## TASK REQUIREMENTS
Each entry below should be printed exactly as given.

++++ RECORD EXCERPTS ++++

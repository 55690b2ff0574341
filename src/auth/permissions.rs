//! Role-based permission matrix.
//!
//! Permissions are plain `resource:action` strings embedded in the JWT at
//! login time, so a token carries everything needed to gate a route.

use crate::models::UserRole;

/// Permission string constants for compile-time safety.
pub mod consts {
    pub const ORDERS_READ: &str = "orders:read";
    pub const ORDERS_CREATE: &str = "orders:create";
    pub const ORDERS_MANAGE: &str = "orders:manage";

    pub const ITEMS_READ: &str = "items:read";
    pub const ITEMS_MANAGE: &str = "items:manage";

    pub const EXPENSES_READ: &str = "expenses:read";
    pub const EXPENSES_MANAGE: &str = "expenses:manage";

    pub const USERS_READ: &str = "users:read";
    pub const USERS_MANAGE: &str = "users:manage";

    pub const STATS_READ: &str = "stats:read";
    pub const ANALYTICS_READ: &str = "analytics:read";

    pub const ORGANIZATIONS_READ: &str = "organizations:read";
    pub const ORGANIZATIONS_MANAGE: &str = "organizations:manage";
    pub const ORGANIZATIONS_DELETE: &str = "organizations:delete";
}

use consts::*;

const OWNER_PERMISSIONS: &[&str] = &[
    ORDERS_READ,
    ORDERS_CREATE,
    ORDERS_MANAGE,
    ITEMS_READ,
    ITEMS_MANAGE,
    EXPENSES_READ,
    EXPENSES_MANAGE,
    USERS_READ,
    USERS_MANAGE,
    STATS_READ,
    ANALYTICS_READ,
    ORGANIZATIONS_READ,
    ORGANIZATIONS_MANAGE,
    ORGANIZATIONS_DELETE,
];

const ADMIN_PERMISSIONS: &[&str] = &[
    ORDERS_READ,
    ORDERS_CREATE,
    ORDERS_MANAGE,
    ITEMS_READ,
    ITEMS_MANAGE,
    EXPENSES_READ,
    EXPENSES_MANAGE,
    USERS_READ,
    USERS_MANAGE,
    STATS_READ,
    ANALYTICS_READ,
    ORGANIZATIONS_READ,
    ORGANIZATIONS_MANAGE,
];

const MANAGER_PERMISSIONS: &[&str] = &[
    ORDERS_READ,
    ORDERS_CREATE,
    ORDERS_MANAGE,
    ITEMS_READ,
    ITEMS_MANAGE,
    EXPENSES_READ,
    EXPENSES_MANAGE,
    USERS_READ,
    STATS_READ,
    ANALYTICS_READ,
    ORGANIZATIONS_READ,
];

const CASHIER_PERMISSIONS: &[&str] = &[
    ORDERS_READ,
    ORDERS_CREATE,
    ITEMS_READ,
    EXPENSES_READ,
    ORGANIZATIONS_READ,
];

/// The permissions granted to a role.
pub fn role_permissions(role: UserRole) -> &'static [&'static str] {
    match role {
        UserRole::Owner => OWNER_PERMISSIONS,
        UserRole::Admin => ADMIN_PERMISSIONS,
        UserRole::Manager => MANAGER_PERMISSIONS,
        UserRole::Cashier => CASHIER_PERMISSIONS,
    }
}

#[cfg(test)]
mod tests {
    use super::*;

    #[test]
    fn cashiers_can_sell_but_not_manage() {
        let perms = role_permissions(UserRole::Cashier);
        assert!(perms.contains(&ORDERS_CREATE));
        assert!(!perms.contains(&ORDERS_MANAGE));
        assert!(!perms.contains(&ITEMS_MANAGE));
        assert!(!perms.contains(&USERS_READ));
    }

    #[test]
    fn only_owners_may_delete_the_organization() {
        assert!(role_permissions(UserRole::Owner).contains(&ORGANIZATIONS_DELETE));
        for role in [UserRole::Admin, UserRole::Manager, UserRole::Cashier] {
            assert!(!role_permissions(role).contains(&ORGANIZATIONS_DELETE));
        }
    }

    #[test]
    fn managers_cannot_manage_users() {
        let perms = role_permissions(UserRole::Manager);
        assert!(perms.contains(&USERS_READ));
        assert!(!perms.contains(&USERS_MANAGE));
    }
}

++++

## RESPONSE AREA
repository 55690b2ff0574341
filename src/auth/permissions.rs
//! Role-based permission matrix.
//!
//! Permissions are plain `resource:action` strings embedded in the JWT at
//! login time, so a token carries everything needed to gate a route.

use crate::models::UserRole;

/// Permission string constants for compile-time safety.
pub mod consts {
    pub const ORDERS_READ: &str = "orders:read";
    pub const ORDERS_CREATE: &str = "orders:create";
    pub const ORDERS_MANAGE: &str = "orders:manage";

    pub const ITEMS_READ: &str = "items:read";
    pub const ITEMS_MANAGE: &str = "items:manage";

    pub const EXPENSES_READ: &str = "expenses:read";
    pub const EXPENSES_MANAGE: &str = "expenses:manage";

    pub const USERS_READ: &str = "users:read";
    pub const USERS_MANAGE: &str = "users:manage";

    pub const STATS_READ: &str = "stats:read";
    pub const ANALYTICS_READ: &str = "analytics:read";

    pub const ORGANIZATIONS_READ: &str = "organizations:read";
    pub const ORGANIZATIONS_MANAGE: &str = "organizations:manage";
    pub const ORGANIZATIONS_DELETE: &str = "organizations:delete";
}

use consts::*;

const OWNER_PERMISSIONS: &[&str] = &[
    ORDERS_READ,
    ORDERS_CREATE,
    ORDERS_MANAGE,
    ITEMS_READ,
    ITEMS_MANAGE,
    EXPENSES_READ,
    EXPENSES_MANAGE,
    USERS_READ,
    USERS_MANAGE,
    STATS_READ,
    ANALYTICS_READ,
    ORGANIZATIONS_READ,
    ORGANIZATIONS_MANAGE,
    ORGANIZATIONS_DELETE,
];

const ADMIN_PERMISSIONS: &[&str] = &[
    ORDERS_READ,
    ORDERS_CREATE,
    ORDERS_MANAGE,
    ITEMS_READ,
    ITEMS_MANAGE,
    EXPENSES_READ,
    EXPENSES_MANAGE,
    USERS_READ,
    USERS_MANAGE,
    STATS_READ,
    ANALYTICS_READ,
    ORGANIZATIONS_READ,
    ORGANIZATIONS_MANAGE,
];

const MANAGER_PERMISSIONS: &[&str] = &[
    ORDERS_READ,
    ORDERS_CREATE,
    ORDERS_MANAGE,
    ITEMS_READ,
    ITEMS_MANAGE,
    EXPENSES_READ,
    EXPENSES_MANAGE,
    USERS_READ,
    STATS_READ,
    ANALYTICS_READ,
    ORGANIZATIONS_READ,
];

const CASHIER_PERMISSIONS: &[&str] = &[
    ORDERS_READ,
    ORDERS_CREATE,
    ITEMS_READ,
    EXPENSES_READ,
    ORGANIZATIONS_READ,
];

/// The permissions granted to a role.
pub fn role_permissions(role: UserRole) -> &'static [&'static str] {
    match role {
        UserRole::Owner => OWNER_PERMISSIONS,
        UserRole::Admin => ADMIN_PERMISSIONS,
        UserRole::Manager => MANAGER_PERMISSIONS,
        UserRole::Cashier => CASHIER_PERMISSIONS,
    }
}

#[cfg(test)]
mod tests {
    use super::*;

    #[test]
    fn cashiers_can_sell_but_not_manage() {
        let perms = role_permissions(UserRole::Cashier);
        assert!(perms.contains(&ORDERS_CREATE));
        assert!(!perms.contains(&ORDERS_MANAGE));
        assert!(!perms.contains(&ITEMS_MANAGE));
        assert!(!perms.contains(&USERS_READ));
    }

    #[test]
    fn only_owners_may_delete_the_organization() {
        assert!(role_permissions(UserRole::Owner).contains(&ORGANIZATIONS_DELETE));
        for role in [UserRole::Admin, UserRole::Manager, UserRole::Cashier] {
            assert!(!role_permissions(role).contains(&ORGANIZATIONS_DELETE));
        }
    }

    #[test]
    fn managers_cannot_manage_users() {
        let perms = role_permissions(UserRole::Manager);
        assert!(perms.contains(&USERS_READ));
        assert!(!perms.contains(&USERS_MANAGE));
    }
}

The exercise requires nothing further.